Recently, I went to have a look at the Hôtel Dieu. From both the outside and the inside it has the feel of rather a cold, unwelcoming place.
Like most 19th century hospitals its buildings are arranged around a central courtyard connected by colonnaded walkways.
Beneath these walkways are long, seemingly endless corridors, which have a rather haunting feel to them.
Whilst these long corridors have a curious haunting elegance about them and the hospital wards themselves are perfectly clean and functional, the spaces in between are rather shabby and have a run-down feel. The entrance to the ophthalmic emergency unit for example doesn’t really inspire confidence even though it’s a state-of-the-art facility.
Regular visitors to this blog will know that, whilst I have a passion for the city of Paris, I have an even greater passion for its sounds and I found the sounds inside the Hôtel Dieu simply fascinating.
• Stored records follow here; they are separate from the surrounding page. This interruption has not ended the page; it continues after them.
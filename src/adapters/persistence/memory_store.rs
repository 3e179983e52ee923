//! In-memory `LedgerStore`. Used by tests and embedders without a database.
//!
//! Version checks and idempotency lookups run under one write lock, so the
//! semantics match the SQLite adapter's transactions.

use crate::domain::{DomainError, Expense, ExpenseId, ExpenseSet, Group, GroupId};
use crate::ports::{LedgerStore, StoredExpense};
use std::collections::HashMap;
use tokio::sync::RwLock;

#[derive(Debug)]
struct GroupState {
    group: Group,
    expenses: Vec<Expense>,
    version: u64,
}

impl GroupState {
    fn check_version(&self, expected: Option<u64>) -> Result<(), DomainError> {
        match expected {
            Some(expected) if expected != self.version => Err(DomainError::StaleSnapshot {
                expected,
                actual: self.version,
            }),
            _ => Ok(()),
        }
    }
}

#[derive(Debug, Default)]
pub struct MemoryStore {
    groups: RwLock<HashMap<GroupId, GroupState>>,
}

impl MemoryStore {
    pub fn new() -> Self {
        Self::default()
    }

    /// Insert or replace a group's membership. Keeps its records and version.
    pub async fn save_group(&self, group: Group) {
        let mut groups = self.groups.write().await;
        match groups.get_mut(&group.id) {
            Some(state) => state.group = group,
            None => {
                groups.insert(
                    group.id.clone(),
                    GroupState {
                        group,
                        expenses: Vec::new(),
                        version: 0,
                    },
                );
            }
        }
    }

    fn missing(group_id: &GroupId) -> DomainError {
        DomainError::NotFound(format!("group {group_id}"))
    }
}

#[async_trait::async_trait]
impl LedgerStore for MemoryStore {
    async fn fetch_group(&self, group_id: &GroupId) -> Result<Group, DomainError> {
        let groups = self.groups.read().await;
        groups
            .get(group_id)
            .map(|state| state.group.clone())
            .ok_or_else(|| Self::missing(group_id))
    }

    async fn fetch_expenses(&self, group_id: &GroupId) -> Result<ExpenseSet, DomainError> {
        let groups = self.groups.read().await;
        let state = groups.get(group_id).ok_or_else(|| Self::missing(group_id))?;
        Ok(ExpenseSet {
            expenses: state.expenses.clone(),
            version: state.version,
        })
    }

    async fn insert_expense(
        &self,
        expense: &Expense,
        expected_version: Option<u64>,
    ) -> Result<StoredExpense, DomainError> {
        expense.validate()?;
        let mut groups = self.groups.write().await;
        let state = groups
            .get_mut(&expense.group_id)
            .ok_or_else(|| Self::missing(&expense.group_id))?;

        if let Some(key) = &expense.idempotency_key {
            let existing = state
                .expenses
                .iter()
                .find(|e| e.idempotency_key.as_ref() == Some(key));
            if let Some(existing) = existing {
                return Ok(StoredExpense {
                    expense: existing.clone(),
                    version: state.version,
                    created: false,
                });
            }
        }

        state.check_version(expected_version)?;
        if state.expenses.iter().any(|e| e.id == expense.id) {
            return Err(DomainError::Persistence(format!(
                "expense {} already exists",
                expense.id
            )));
        }
        state.expenses.push(expense.clone());
        state.version += 1;
        Ok(StoredExpense {
            expense: expense.clone(),
            version: state.version,
            created: true,
        })
    }

    async fn replace_expense(
        &self,
        expense: &Expense,
        expected_version: Option<u64>,
    ) -> Result<u64, DomainError> {
        expense.validate()?;
        let mut groups = self.groups.write().await;
        let state = groups
            .get_mut(&expense.group_id)
            .ok_or_else(|| Self::missing(&expense.group_id))?;

        state.check_version(expected_version)?;
        let slot = state
            .expenses
            .iter_mut()
            .find(|e| e.id == expense.id)
            .ok_or_else(|| DomainError::NotFound(format!("expense {}", expense.id)))?;
        *slot = expense.clone();
        state.version += 1;
        Ok(state.version)
    }

    async fn delete_expense(
        &self,
        group_id: &GroupId,
        expense_id: ExpenseId,
        expected_version: Option<u64>,
    ) -> Result<u64, DomainError> {
        let mut groups = self.groups.write().await;
        let state = groups
            .get_mut(group_id)
            .ok_or_else(|| Self::missing(group_id))?;

        state.check_version(expected_version)?;
        let before = state.expenses.len();
        state.expenses.retain(|e| e.id != expense_id);
        if state.expenses.len() == before {
            return Err(DomainError::NotFound(format!("expense {expense_id}")));
        }
        state.version += 1;
        Ok(state.version)
    }
}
To illustrate that, I offer you two sound pieces, both recorded inside the hospital but both recorded in different ways. Both illustrate how sound can describe the atmosphere a place and create images equally as powerful as words or pictures.
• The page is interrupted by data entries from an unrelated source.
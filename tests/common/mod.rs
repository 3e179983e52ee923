//! Shared fixtures for the integration tests.
#![allow(dead_code)]

use group_ledger::adapters::notifications::MemoryNotificationSink;
use group_ledger::adapters::persistence::MemoryStore;
use group_ledger::domain::{
    CurrencyCode, DomainError, Expense, ExpenseId, ExpenseSet, Group, GroupId, Member, MemberId,
    Money, SplitRule,
};
use group_ledger::ports::{LedgerStore, StoredExpense};
use group_ledger::usecases::{ExpenseDraft, ExpenseService, LedgerUpdate, SettlementService};
use std::sync::Arc;
use std::sync::atomic::{AtomicUsize, Ordering};

pub const GROUP: &str = "trip";

/// Group "trip" in EUR. The first id is the owner; display names are the ids
/// capitalised.
pub fn group(ids: &[&str]) -> Group {
    let mut members = ids.iter().map(|id| Member::new(*id, capitalise(id)));
    let owner = members.next().expect("at least one member");
    members.fold(
        Group::new(GROUP, owner, CurrencyCode::new("EUR").unwrap()),
        Group::with_member,
    )
}

fn capitalise(id: &str) -> String {
    let mut chars = id.chars();
    match chars.next() {
        Some(first) => first.to_uppercase().chain(chars).collect(),
        None => String::new(),
    }
}

pub fn id(s: &str) -> MemberId {
    MemberId::from(s)
}

pub fn gid() -> GroupId {
    GroupId::from(GROUP)
}

pub struct Ledger<S> {
    pub store: Arc<S>,
    pub sink: Arc<MemoryNotificationSink>,
    pub expenses: ExpenseService,
    pub settlements: SettlementService,
}

impl<S: LedgerStore + 'static> Ledger<S> {
    pub fn over(store: Arc<S>) -> Self {
        let sink = Arc::new(MemoryNotificationSink::new());
        Self {
            expenses: ExpenseService::new(store.clone(), sink.clone()),
            settlements: SettlementService::new(store.clone(), sink.clone()),
            store,
            sink,
        }
    }

    /// Record `total` paid by `payer`, split equally among `among`.
    pub async fn pay(&self, payer: &str, total: i64, among: &[&str]) -> LedgerUpdate {
        let draft = ExpenseDraft::new(
            payer,
            Money::new(total),
            SplitRule::equal(among.iter().copied()),
        );
        self.expenses
            .create_expense(&gid(), draft, &id(payer))
            .await
            .unwrap()
    }

    pub async fn records(&self) -> Vec<Expense> {
        self.store.fetch_expenses(&gid()).await.unwrap().expenses
    }
}

pub async fn memory_ledger(ids: &[&str]) -> Ledger<MemoryStore> {
    let store = Arc::new(MemoryStore::new());
    store.save_group(group(ids)).await;
    Ledger::over(store)
}

/// Store whose inserts start failing after `allowed` successful ones.
pub struct FlakyStore {
    pub inner: MemoryStore,
    allowed: AtomicUsize,
}

impl FlakyStore {
    pub fn new(inner: MemoryStore, allowed: usize) -> Self {
        Self {
            inner,
            allowed: AtomicUsize::new(allowed),
        }
    }

    pub fn allow(&self, n: usize) {
        self.allowed.store(n, Ordering::SeqCst);
    }
}

#[async_trait::async_trait]
impl LedgerStore for FlakyStore {
    async fn fetch_group(&self, group_id: &GroupId) -> Result<Group, DomainError> {
        self.inner.fetch_group(group_id).await
    }

    async fn fetch_expenses(&self, group_id: &GroupId) -> Result<ExpenseSet, DomainError> {
        self.inner.fetch_expenses(group_id).await
    }

    async fn insert_expense(
        &self,
        expense: &Expense,
        expected_version: Option<u64>,
    ) -> Result<StoredExpense, DomainError> {
        let remaining = self.allowed.load(Ordering::SeqCst);
        if remaining == 0 {
            return Err(DomainError::Persistence("disk full".to_string()));
        }
        self.allowed.store(remaining - 1, Ordering::SeqCst);
        self.inner.insert_expense(expense, expected_version).await
    }

    async fn replace_expense(
        &self,
        expense: &Expense,
        expected_version: Option<u64>,
    ) -> Result<u64, DomainError> {
        self.inner.replace_expense(expense, expected_version).await
    }

    async fn delete_expense(
        &self,
        group_id: &GroupId,
        expense_id: ExpenseId,
        expected_version: Option<u64>,
    ) -> Result<u64, DomainError> {
        self.inner.delete_expense(group_id, expense_id, expected_version).await
    }
}
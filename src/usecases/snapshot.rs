//! Read side shared by the use cases: group + expense records + folded
//! balances, all at one store version.

use crate::domain::{Balances, DomainError, Expense, ExpenseId, Group, GroupId, MemberId, fold_group};
use crate::ports::LedgerStore;
use serde::Serialize;

pub(crate) struct GroupSnapshot {
    pub group: Group,
    pub expenses: Vec<Expense>,
    pub version: u64,
    pub balances: Balances,
}

impl GroupSnapshot {
    pub async fn load(store: &dyn LedgerStore, group_id: &GroupId) -> Result<Self, DomainError> {
        let group = store.fetch_group(group_id).await?;
        let set = store.fetch_expenses(group_id).await?;
        let balances = fold_group(&group, &set.expenses);
        Ok(Self {
            group,
            expenses: set.expenses,
            version: set.version,
            balances,
        })
    }

    /// Current member, or someone the group's history still refers to.
    pub fn is_addressable(&self, member: &MemberId) -> bool {
        self.group.is_member(member) || self.balances.contains(member)
    }

    pub fn find(&self, expense_id: ExpenseId) -> Result<&Expense, DomainError> {
        self.expenses
            .iter()
            .find(|e| e.id == expense_id)
            .ok_or_else(|| {
                DomainError::NotFound(format!(
                    "expense {expense_id} in group {}",
                    self.group.id
                ))
            })
    }

    /// Version to send with a write: the caller's, or the one just read.
    ///
    /// A caller-supplied version is not compared here; the store does it after
    /// its idempotency lookup so retries of an applied write still succeed.
    pub fn expected(&self, requested: Option<u64>) -> u64 {
        requested.unwrap_or(self.version)
    }

    /// Balances after `writes` writes that ended at `new_version`.
    ///
    /// When the writes landed directly on this snapshot the fold is done
    /// locally (snapshot plus change); otherwise the group is read again.
    pub async fn balances_after<'a, I>(
        &'a self,
        store: &dyn LedgerStore,
        (writes, new_version): (u64, u64),
        extra: I,
        without: Option<ExpenseId>,
    ) -> Result<Balances, DomainError>
    where
        I: IntoIterator<Item = &'a Expense>,
    {
        if new_version == self.version + writes {
            let kept = self.expenses.iter().filter(|e| Some(e.id) != without);
            return Ok(fold_group(&self.group, kept.chain(extra)));
        }
        let fresh = Self::load(store, &self.group.id).await?;
        Ok(fresh.balances)
    }
}

/// Balances and the store version they were folded at.
#[derive(Debug, Clone, Serialize)]
pub struct LedgerView {
    pub balances: Balances,
    pub version: u64,
}
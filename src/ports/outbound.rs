//! Outbound ports. Application calls into infrastructure.
//!
//! Implemented by adapters.

use crate::domain::{DomainError, Expense, ExpenseId, ExpenseSet, Group, GroupId, Notification};

/// Result of an insert. `created` is false when the idempotency key already
/// existed and the stored record was returned instead.
#[derive(Debug, Clone)]
pub struct StoredExpense {
    pub expense: Expense,
    pub version: u64,
    pub created: bool,
}

/// Ledger persistence. Every write bumps the group version by one.
///
/// Writes take `expected_version`: `Some(v)` fails with
/// `DomainError::StaleSnapshot` (and writes nothing) unless the group is still
/// at `v`; `None` skips the check.
#[async_trait::async_trait]
pub trait LedgerStore: Send + Sync {
    /// Group with its current members and owner.
    async fn fetch_group(&self, group_id: &GroupId) -> Result<Group, DomainError>;

    /// All expense records of the group (settlements included) and the
    /// version they were read at.
    async fn fetch_expenses(&self, group_id: &GroupId) -> Result<ExpenseSet, DomainError>;

    /// Insert a record. An existing idempotency key in the same group wins
    /// over the version check and is returned as-is.
    async fn insert_expense(
        &self,
        expense: &Expense,
        expected_version: Option<u64>,
    ) -> Result<StoredExpense, DomainError>;

    /// Replace an existing record (same id). Returns the new version.
    async fn replace_expense(
        &self,
        expense: &Expense,
        expected_version: Option<u64>,
    ) -> Result<u64, DomainError>;

    /// Remove a record. Returns the new version.
    async fn delete_expense(
        &self,
        group_id: &GroupId,
        expense_id: ExpenseId,
        expected_version: Option<u64>,
    ) -> Result<u64, DomainError>;
}

/// Notification sink. Fire-and-forget from the caller's point of view:
/// errors are logged by the use cases, never propagated.
#[async_trait::async_trait]
pub trait NotificationSink: Send + Sync {
    async fn create_notifications(&self, notifications: &[Notification])
    -> Result<(), DomainError>;
}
The first piece is a soundwalk inside the hospital. I simply recorded as I walked along the corridors and in and out of any door that would let me pass. I didn’t of course invade any private areas – the emergency room, the wards or the laboratories, I simply kept to the public spaces.
Hôtel Dieu – A Soundwalk:
In the first piece I walked through the hospital discovering the sounds. In the next piece, I sat in one place and let the hospital walk past me.
I sat on a long wooden bench in the seemingly endless corridor shown above, outside what I discovered was the bloc opératoire which to my ear at least sounds much more elegant than the operating theatres.
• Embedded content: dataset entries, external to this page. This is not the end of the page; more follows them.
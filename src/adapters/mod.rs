//! Infrastructure adapters. Implement outbound ports.
//!
//! SQLite and in-memory storage, notification delivery. Map errors to DomainError.

pub mod notifications;
pub mod persistence;
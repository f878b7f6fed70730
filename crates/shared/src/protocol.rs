use serde::{Deserialize, Serialize};

/// One analysis run's summary as returned by `POST /detection/analysis`.
///
/// The service serializes every field it has, but none are guaranteed: an
/// empty database produces `attackType="NONE"` with zero queries, and older
/// engine versions omit fields entirely. Everything defaults so a sparse
/// payload deserializes instead of failing the whole response.
#[derive(Debug, Clone, Default, PartialEq, Serialize, Deserialize)]
#[serde(rename_all = "camelCase", default)]
pub struct AttackResponse {
    pub attack_type: Option<String>,
    pub queries_analyzed: u64,
    /// Count reported by the service. Display only; aggregation recounts
    /// from `threats` so the two can never drift apart.
    pub threats_detected: u64,
    pub threats: Vec<Threat>,
    pub risk_score: f64,
    pub severity: Option<String>,
    pub recommendation: Option<String>,
    pub analysis_time_ms: u64,
    /// Epoch milliseconds.
    pub timestamp: Option<i64>,
}

/// A single detected malicious DNS behavior within an attack response.
#[derive(Debug, Clone, Default, PartialEq, Serialize, Deserialize)]
#[serde(rename_all = "camelCase", default)]
pub struct Threat {
    /// Free-form category string, e.g. `RANDOM_SUBDOMAIN_ATTACK`. Not a
    /// closed enum: new engine values must degrade gracefully downstream.
    #[serde(rename = "type")]
    pub kind: String,
    pub source_ip: String,
    pub description: String,
    pub risk_score: f64,
    /// Epoch milliseconds.
    pub timestamp: Option<i64>,
}

#[cfg(test)]
mod tests {
    use super::*;

    #[test]
    fn deserializes_full_service_payload() {
        let raw = serde_json::json!({
            "attackType": "RANDOM_SUBDOMAIN_ATTACK",
            "queriesAnalyzed": 500,
            "threatsDetected": 1,
            "threats": [{
                "type": "RANDOM_SUBDOMAIN_ATTACK",
                "sourceIp": "10.0.0.66",
                "description": "High ratio of unique subdomains",
                "riskScore": 92,
                "timestamp": 1700000000000i64
            }],
            "riskScore": 92,
            "severity": "CRITICAL",
            "recommendation": "1. Enable rate limiting\n2. Block source",
            "analysisTimeMs": 41,
            "timestamp": 1700000000000i64
        });

        let response: AttackResponse = serde_json::from_value(raw).expect("deserialize");
        assert_eq!(response.attack_type.as_deref(), Some("RANDOM_SUBDOMAIN_ATTACK"));
        assert_eq!(response.queries_analyzed, 500);
        assert_eq!(response.threats.len(), 1);
        assert_eq!(response.threats[0].kind, "RANDOM_SUBDOMAIN_ATTACK");
        assert_eq!(response.threats[0].source_ip, "10.0.0.66");
        assert_eq!(response.threats[0].risk_score, 92.0);
    }

    #[test]
    fn sparse_payload_fills_defaults_instead_of_failing() {
        let response: AttackResponse =
            serde_json::from_value(serde_json::json!({ "queriesAnalyzed": 3 }))
                .expect("deserialize");
        assert_eq!(response.queries_analyzed, 3);
        assert!(response.threats.is_empty());
        assert!(response.attack_type.is_none());
        assert!(response.severity.is_none());
        assert_eq!(response.risk_score, 0.0);
    }
}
Hôtel Dieu – Outside the bloc opératoire:
If you listen carefully, amongst other things you can hear the soft tread of operating theatre staff dressed in hospital scrubs and white coats returning to work after lunch.
Both these sound pieces illustrate the everyday sounds of a busy hospital, sounds that would go largely unnoticed to the ordinary visitor or to someone with more important things on their mind.
People often ask me why I record sounds like these and my answer is always the same.
For most of our history we have used artefacts, architecture, pictures and words to create a vision of our past. It’s only in the last ten seconds or so on our historical clock that we’ve been able to capture and archive sound. Almost all our sonic heritage has passed by completely unrecorded.
In the 16th century this hospital catered for some 3,500 patients at a time often with four or more to a bed. In 1832 it was overwhelmed with victims of the great cholera outbreak. We have written and pictorial evidence of what the hospital was like during those times but we have none of its contemporary sounds to listen to. Sitting on my long wooden bench in a seemingly endless corridor I was not only able to listen to and record today’s sounds of this place but to create a record of these sounds for others, now and in the future, to explore. I think I may even have been able to hear faint echoes of this place’s past.
As a final note, I have to record that the Hôtel Dieu has an uncertain future.
Thanks to a restructuring of l’Assistance Publique Hôpiteaux de Paris, the body that oversees the hospital, changes are afoot. There are proposals to close the emergency department and to change the hospital into a Hôpital Universitaire de Santé Publique, in effect, a teaching hospital which will take walk-in patients without appointment. That’s why there are banners up on the hospital walls and why the CGT union were collecting signatures for a petition on the day I went.
If these changes come to pass then maybe the sounds I recorded in the Hôtel Dieu will become more important than I thought – a genuine piece of history captured before this hospital as we know it disappears.